Powder Springs Man Running for Service Commission
David Staples, a libertarian, said that if elected, he will take a 10 percent pay cut and encourage trimming of the commission's budget.
Cobb businessman and Powder Springs resident David Staples intends to run for the fifth district seat for Georgia's Public Service Commission.
Since he's running as a libertarian, he won't appear on the July 31 primary ballot, which will feature no Democrats and two Republicans: incumbent Stan Wise, a former Cobb County commissioner who has been on the Public Service Commission since 1995, and challenger Pam Davidson, an energy consultant from Douglasville.
Staples, 31, said he plans to officially qualify the day after the primaries.
There are five Public Service Commission districts in Georgia. Cobb's is included in the central west district, which stretches south to Peach and Taylor counties, and stops at Cobb, Paulding and Polk in the north. The full map is attached.
The commission oversees pricing for public utilities like electricity and natural gas.
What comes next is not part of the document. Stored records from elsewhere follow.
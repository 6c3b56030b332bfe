//! Word allocation and global font-size search.
//!
//! Allocation runs in three phases:
//! 1. [`allocate_to_regions`] splits the keywords across regions by area (or distance value)
//!    and binds each word to a region, respecting per-region weight caps.
//! 2. [`allocate_to_extreme_points`] does the same within each region, across its extreme
//!    points, weighted by their influence ratios.
//! 3. [`search_font_size`] picks the global maximum font size from the resulting
//!    [`fill_ratios`].
use tracing::{debug, info, warn};

use crate::error::{Error, Result};
use crate::field::Region;
use crate::geometry::round_to;
use crate::layout::config::{FillMode, FontScale, LayoutConfig, RegionPolicy};
use crate::text::TextMeasure;
use crate::words::Word;

/// Step budget of the max-fill search.
pub const MAX_FILL_STEPS: usize = 1000;

/// Round-robin attempts per region before a word is forced onto the policy-maximal region.
const REGION_ATTEMPTS_PER_REGION: usize = 3;
/// Round-robin attempts per extreme point before a word is forced onto the primary point.
const POINT_ATTEMPTS_PER_POINT: usize = 2;

/// Index of the first maximum of `values`.
fn argmax(values: impl Iterator<Item = f32>) -> Option<(usize, f32)> {
    values
        .enumerate()
        .fold(None, |best, (i, v)| match best {
            Some((_, max)) if v <= max => best,
            _ => Some((i, v)),
        })
}

fn min_weight(words: &[Word]) -> f32 {
    words.iter().map(|w| w.weight).fold(f32::INFINITY, f32::min)
}

/// Adjusts `counts` so they sum to `target`.
///
/// A shortfall goes to `preferred`. A surplus is taken from `preferred` first, then one at a
/// time from the largest remaining count.
fn rebalance(counts: &mut [usize], preferred: usize, target: usize) {
    let sum: usize = counts.iter().sum();
    if sum <= target {
        counts[preferred] += target - sum;
        return;
    }
    let mut surplus = sum - target;
    let taken = surplus.min(counts[preferred]);
    counts[preferred] -= taken;
    surplus -= taken;
    while surplus > 0 {
        let Some((largest, _)) = argmax(counts.iter().map(|&c| c as f32)) else {
            break;
        };
        counts[largest] -= 1;
        surplus -= 1;
    }
}

/// Assigns word counts and weight caps to regions, then binds every word to a region.
///
/// Sets [`Region::words_num`], [`Region::words_weight`] and [`Word::region_id`].
pub fn allocate_to_regions(
    words: &mut [Word],
    regions: &mut [Region],
    config: &LayoutConfig,
) -> Result<()> {
    if regions.is_empty() {
        return Err(Error::ShapeMismatch("no regions to allocate to".into()));
    }
    let t = &config.thresholds;
    let keywords = words.len();

    for region in regions.iter_mut() {
        region.value = region.top_point().map_or(0.0, |p| p.value);
    }

    let total_area: f32 = regions.iter().map(|r| r.area).sum();
    if total_area.is_nan() || total_area <= 0.0 {
        return Err(Error::ShapeMismatch("regions have no area".into()));
    }
    let words_min_weight = min_weight(words);
    let (area_max_id, area_max) = argmax(regions.iter().map(|r| r.area)).unwrap_or((0, 0.0));
    let (value_max_id, value_max) = argmax(regions.iter().map(|r| r.value)).unwrap_or((0, 0.0));

    for region in regions.iter_mut() {
        let words_num = if region.value <= t.weak_region_value && value_max > t.strong_region_value
        {
            0
        } else {
            (region.area / total_area * keywords as f32).round() as usize
        };
        region.words_weight = if words_num < 3 {
            words_min_weight
        } else {
            match config.region_policy {
                RegionPolicy::Area => region.area / area_max,
                RegionPolicy::DistanceValue if value_max > 0.0 => region.value / value_max,
                RegionPolicy::DistanceValue => 0.0,
            }
        };
        region.words_num = words_num;
    }
    let mut counts: Vec<usize> = regions.iter().map(|r| r.words_num).collect();
    rebalance(&mut counts, area_max_id, keywords);
    for (region, count) in regions.iter_mut().zip(counts) {
        region.words_num = count;
    }

    let preferred = match config.region_policy {
        RegionPolicy::Area => area_max_id,
        RegionPolicy::DistanceValue => value_max_id,
    };
    let mut capacity: Vec<usize> = regions.iter().map(|r| r.words_num).collect();
    let count = regions.len();
    let mut current = preferred;

    for word in words.iter_mut() {
        word.region_id = None;
        let mut attempts = 0;
        while word.region_id.is_none() && attempts < REGION_ATTEMPTS_PER_REGION * count {
            let region = &regions[current];
            let fits_name =
                region.value >= t.short_name_region_value || word.len() <= t.short_name_len;
            if capacity[current] > 0 && word.weight <= region.words_weight && fits_name {
                word.region_id = Some(current);
                capacity[current] -= 1;
            }
            current = (current + 1) % count;
            attempts += 1;
        }
        if word.region_id.is_none() {
            debug!("Word '{}' forced onto region {}.", word.name, preferred);
            word.region_id = Some(preferred);
        }
    }
    Ok(())
}

/// Assigns word counts and weight caps to the extreme points of every region, then binds each
/// word to an extreme point of its region.
///
/// Sets [`ExtremePoint::ep_weight`](crate::field::ExtremePoint),
/// [`ExtremePoint::ep_number`](crate::field::ExtremePoint) and [`Word::ep_id`].
pub fn allocate_to_extreme_points(
    words: &mut [Word],
    regions: &mut [Region],
    config: &LayoutConfig,
) -> Result<()> {
    let words_min_weight = min_weight(words);

    for (region_id, region) in regions.iter_mut().enumerate() {
        if region.extreme_points.is_empty() {
            return Err(Error::EmptyRegion { region_id });
        }
        let top_ratio = match region.extreme_points[0].ratio {
            r if r > 0.0 => r,
            _ => 1.0,
        };

        for ep in region.extreme_points.iter_mut() {
            let weight = (ep.ratio / top_ratio * region.words_weight).max(words_min_weight);
            ep.ep_weight = round_to(weight, 2);
            ep.ep_number = if ep.value < config.thresholds.min_point_value {
                0
            } else {
                (ep.ratio * region.words_num as f32).round() as usize
            };
        }
        let mut counts: Vec<usize> = region.extreme_points.iter().map(|p| p.ep_number).collect();
        rebalance(&mut counts, 0, region.words_num);
        for (ep, count) in region.extreme_points.iter_mut().zip(counts) {
            ep.ep_number = count;
        }

        let points = &region.extreme_points;
        let mut capacity: Vec<usize> = points.iter().map(|p| p.ep_number).collect();
        let mut current = 0;
        for word in words
            .iter_mut()
            .filter(|w| w.region_id == Some(region_id))
        {
            word.ep_id = None;
            let mut attempts = 0;
            while word.ep_id.is_none() && attempts < POINT_ATTEMPTS_PER_POINT * points.len() {
                if capacity[current] > 0 && word.weight <= points[current].ep_weight {
                    word.ep_id = Some(current);
                    capacity[current] -= 1;
                }
                current = (current + 1) % points.len();
                attempts += 1;
            }
            if word.ep_id.is_none() {
                word.ep_id = Some(0);
            }
        }
    }
    Ok(())
}

/// Ratio of estimated glyph footprint to area, per region, at the given font scale.
///
/// A region without area reports zero.
pub fn fill_ratios(
    words: &[Word],
    regions: &[Region],
    scale: &FontScale,
    measure: &dyn TextMeasure,
) -> Vec<f32> {
    regions
        .iter()
        .enumerate()
        .map(|(region_id, region)| {
            if region.area <= 0.0 {
                return 0.0;
            }
            let footprint: f32 = words
                .iter()
                .filter(|w| w.region_id == Some(region_id))
                .map(|w| {
                    let font_size = scale.font_size(w.weight);
                    let width = measure.measure_width(&w.name, font_size, &w.font_family);
                    (font_size + 1.0) * (width + 4.0)
                })
                .sum();
            footprint / region.area
        })
        .collect()
}

/// Picks the global maximum font size for the allocated words.
///
/// In [`FillMode::Bounded`] the result is the largest integer size in the configured range
/// that keeps every region at or below the bounded fill ratio, or the minimum size if none
/// does. In [`FillMode::Max`] the size moves one step at a time from the configured maximum
/// until the fullest region reaches the lower fill bound and the emptiest region drops to
/// the upper one.
pub fn search_font_size(
    words: &[Word],
    regions: &[Region],
    config: &LayoutConfig,
    measure: &dyn TextMeasure,
) -> FontScale {
    let base = FontScale::from_config(config);
    let t = &config.thresholds;
    let ratios_at = |max: f32| fill_ratios(words, regions, &base.with_max(max), measure);

    match config.fill_mode {
        FillMode::Bounded => {
            let fits = |max: f32| ratios_at(max).iter().all(|&r| r <= t.bounded_fill);
            let (mut lo, mut hi) = (config.min_font_size.ceil(), config.max_font_size.floor());
            if hi < lo || !fits(lo) {
                return base.with_max(config.min_font_size);
            }
            if fits(hi) {
                return base.with_max(hi);
            }
            // fits(lo) && !fits(hi)
            while hi - lo > 1.0 {
                let mid = ((lo + hi) / 2.0).floor();
                if fits(mid) {
                    lo = mid;
                } else {
                    hi = mid;
                }
            }
            base.with_max(lo)
        }
        FillMode::Max => {
            let mut max = config.max_font_size;
            for _ in 0..MAX_FILL_STEPS {
                let ratios = ratios_at(max);
                let fullest = ratios.iter().copied().fold(0.0, f32::max);
                let emptiest = ratios.iter().copied().fold(f32::INFINITY, f32::min);
                let grow = fullest < t.max_fill_low;
                let shrink = emptiest > t.max_fill_high && max - 1.0 >= config.min_font_size;
                if !grow && !shrink {
                    return base.with_max(max);
                }
                if grow {
                    max += 1.0;
                } else {
                    max -= 1.0;
                }
            }
            warn!(
                "Max-fill search did not settle after {} steps; using {}.",
                MAX_FILL_STEPS, max
            );
            base.with_max(max)
        }
    }
}

/// Runs all allocation phases and returns the chosen font scale.
pub fn allocate_words(
    words: &mut [Word],
    regions: &mut [Region],
    config: &LayoutConfig,
    measure: &dyn TextMeasure,
) -> Result<FontScale> {
    allocate_to_regions(words, regions, config)?;
    allocate_to_extreme_points(words, regions, config)?;
    let scale = search_font_size(words, regions, config, measure);
    info!(
        "Allocated {} words to {} regions; max font size {}.",
        words.len(),
        regions.len(),
        scale.max_font_size
    );
    Ok(scale)
}
use crate::reflect::instance::Instance;
use crate::reflect::kind::{Property, TypeRef};

/// One class definition: named, optionally derived, with declared properties.
#[derive(Debug, Clone)]
pub struct Class {
	/// Class name.
	pub name: Box<str>,
	/// Superclass reference, empty for root classes.
	pub super_class: Option<TypeRef>,
	/// Own property descriptors in declaration order (deprecated included).
	pub properties: Vec<Property>,
}

/// One plain struct definition.
#[derive(Debug, Clone)]
pub struct StructDef {
	/// Struct name.
	pub name: Box<str>,
	/// Property descriptors in declaration order.
	pub properties: Vec<Property>,
}

/// One enumeration entry.
#[derive(Debug, Clone)]
pub struct EnumEntry {
	/// Entry name.
	pub name: Box<str>,
	/// Entry value.
	pub value: i64,
}

/// One enumeration definition.
#[derive(Debug, Clone)]
pub struct EnumDef {
	/// Enum name.
	pub name: Box<str>,
	/// True for bit-flag enums, which render joined entry names.
	pub flags: bool,
	/// Entries in declaration order.
	pub entries: Vec<EnumEntry>,
}

impl EnumDef {
	/// Entry name for an exact value match.
	pub fn name_by_value(&self, value: i64) -> Option<&str> {
		self.entries.iter().find(|entry| entry.value == value).map(|entry| entry.name.as_ref())
	}

	/// Render a flags value as entry names joined with `" | "`.
	///
	/// Entries are consumed in declaration order against the remaining bit
	/// set; unmatched residue appends as a decimal literal. Zero renders
	/// as the empty string.
	pub fn bitfield_label(&self, value: i64) -> String {
		if value == 0 {
			return String::new();
		}

		let mut remaining = value;
		let mut parts: Vec<&str> = Vec::new();
		for entry in &self.entries {
			if entry.value != 0 && (remaining & entry.value) == entry.value {
				parts.push(&entry.name);
				remaining &= !entry.value;
			}
		}

		let mut label = parts.join(" | ");
		if remaining != 0 {
			if !label.is_empty() {
				label.push_str(" | ");
			}
			label.push_str(&remaining.to_string());
		}
		label
	}
}

/// One member of a module's type table.
#[derive(Debug, Clone)]
pub enum ModuleMember {
	/// A class definition.
	Class(Class),
	/// A struct definition.
	Struct(StructDef),
	/// An enum definition.
	Enum(EnumDef),
}

/// Namespace-like grouping of classes, structs, and enums.
#[derive(Debug, Clone)]
pub struct Module {
	/// Module name.
	pub name: Box<str>,
	/// Type members in registration order.
	pub members: Vec<ModuleMember>,
}

impl Module {
	/// Create an empty module.
	pub fn new(name: impl Into<String>) -> Self {
		Self {
			name: name.into().into_boxed_str(),
			members: Vec::new(),
		}
	}

	/// Iterate class members.
	pub fn classes(&self) -> impl Iterator<Item = &Class> {
		self.members.iter().filter_map(|member| match member {
			ModuleMember::Class(class) => Some(class),
			_ => None,
		})
	}

	/// Iterate struct members.
	pub fn structs(&self) -> impl Iterator<Item = &StructDef> {
		self.members.iter().filter_map(|member| match member {
			ModuleMember::Struct(def) => Some(def),
			_ => None,
		})
	}

	/// Iterate enum members.
	pub fn enums(&self) -> impl Iterator<Item = &EnumDef> {
		self.members.iter().filter_map(|member| match member {
			ModuleMember::Enum(def) => Some(def),
			_ => None,
		})
	}
}

/// Read-only handle to the loaded modules and their instance graph.
///
/// Everything the exporters need is reachable from here; no process-wide
/// state is consulted.
#[derive(Debug, Default)]
pub struct ObjectModel {
	/// Modules in registration order.
	pub modules: Vec<Module>,
	pub(crate) instances: Vec<Instance>,
}

impl ObjectModel {
	/// Create an empty model.
	pub fn new() -> Self {
		Self::default()
	}

	/// Add a module and return a mutable handle for member registration.
	pub fn add_module(&mut self, name: impl Into<String>) -> &mut Module {
		self.modules.push(Module::new(name));
		let last = self.modules.len() - 1;
		&mut self.modules[last]
	}

	/// Look up a module by name.
	pub fn find_module(&self, name: &str) -> Option<&Module> {
		self.modules.iter().find(|module| module.name.as_ref() == name)
	}

	/// Look up a class by reference.
	pub fn find_class(&self, type_ref: &TypeRef) -> Option<&Class> {
		self.find_module(&type_ref.module)?.classes().find(|class| class.name == type_ref.name)
	}

	/// Look up a struct definition by reference.
	pub fn find_struct(&self, type_ref: &TypeRef) -> Option<&StructDef> {
		self.find_module(&type_ref.module)?.structs().find(|def| def.name == type_ref.name)
	}

	/// Look up an enum definition by bare name across all modules.
	pub fn find_enum(&self, name: &str) -> Option<&EnumDef> {
		self.modules.iter().flat_map(Module::enums).find(|def| def.name.as_ref() == name)
	}

	/// Full property list for a class: own properties first, then the super
	/// chain's, in declaration order.
	pub fn class_properties<'a>(&'a self, class: &'a Class) -> Vec<&'a Property> {
		let mut properties: Vec<&Property> = class.properties.iter().collect();
		let mut seen: Vec<&TypeRef> = Vec::new();

		let mut current = class.super_class.as_ref();
		while let Some(super_ref) = current {
			if seen.iter().any(|previous| *previous == super_ref) {
				break;
			}
			seen.push(super_ref);

			match self.find_class(super_ref) {
				Some(super_class) => {
					properties.extend(super_class.properties.iter());
					current = super_class.super_class.as_ref();
				}
				None => break,
			}
		}

		properties
	}
}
Staples is a native Georgian and was raised in Lilburn. He has worked in the telecommunications and information technology fields in a variety of roles including Web technologies, research and development, and management.
He currently is a Web technologies architect for an equipment manufacturer, where he designs and implements web-based solutions.
Staples has been married five years to a LEED certified mechanical engineer, and they lived on a farm in Powder Springs. The couple has a one-year-old.
Here is a release from the campaign:
As a libertarian, David believes in the natural ability of one company or technology to freely compete against another company or technology. For example, currently making news is the ability to enter into third party power purchase agreements—allowing third party companies to install solar panels (or other electrical generation methods) on private property and sell the generated power to the property owner directly—a process which is currently not legal in Georgia.
In this arrangement, the property owner doesn't have any upfront costs, but they still receive the clean and renewable energy that they desire. Georgia is one of only four states that do not allow these types of agreements.
David believes the answer to our ever-growing energy needs is not based on just one or two types of electrical generation methods or sources, but in a portfolio of methods all competing against each other on their own merits.
As well, when looking at the long term solutions, we must find ways to generate power without polluting the air we breathe and the water we drink. People shouldn't have to trade their health for more reliable and safe electricity.
This same logic of letting free markets work also applies to the other industries that are regulated and overseen by the Public Service Commission, and David will use the same logic when determining policies in those industries.
David also believes it is extremely important that the government be fiscally responsible with the tax dollars that it receives from its citizens. As such, David has pledged that if elected, he will immediately ask for a 10 percent reduction in his salary as Public Service Commissioner.
Teachers and other public servants in Georgia have taken pay cuts and been furloughed in recent years. The Public Service Commission should not be exempt from the same types of cuts that other departments have faced through these tough economic times.
David would also encourage cutting other PSC expenditures such as trimming down the $150,000 in the 2011 budget for new vehicles as one example. When it comes to government expenditures, we must ask ourselves whether it is better to take the money from taxpayers for various expenses than to let the taxpayer keep it for themselves.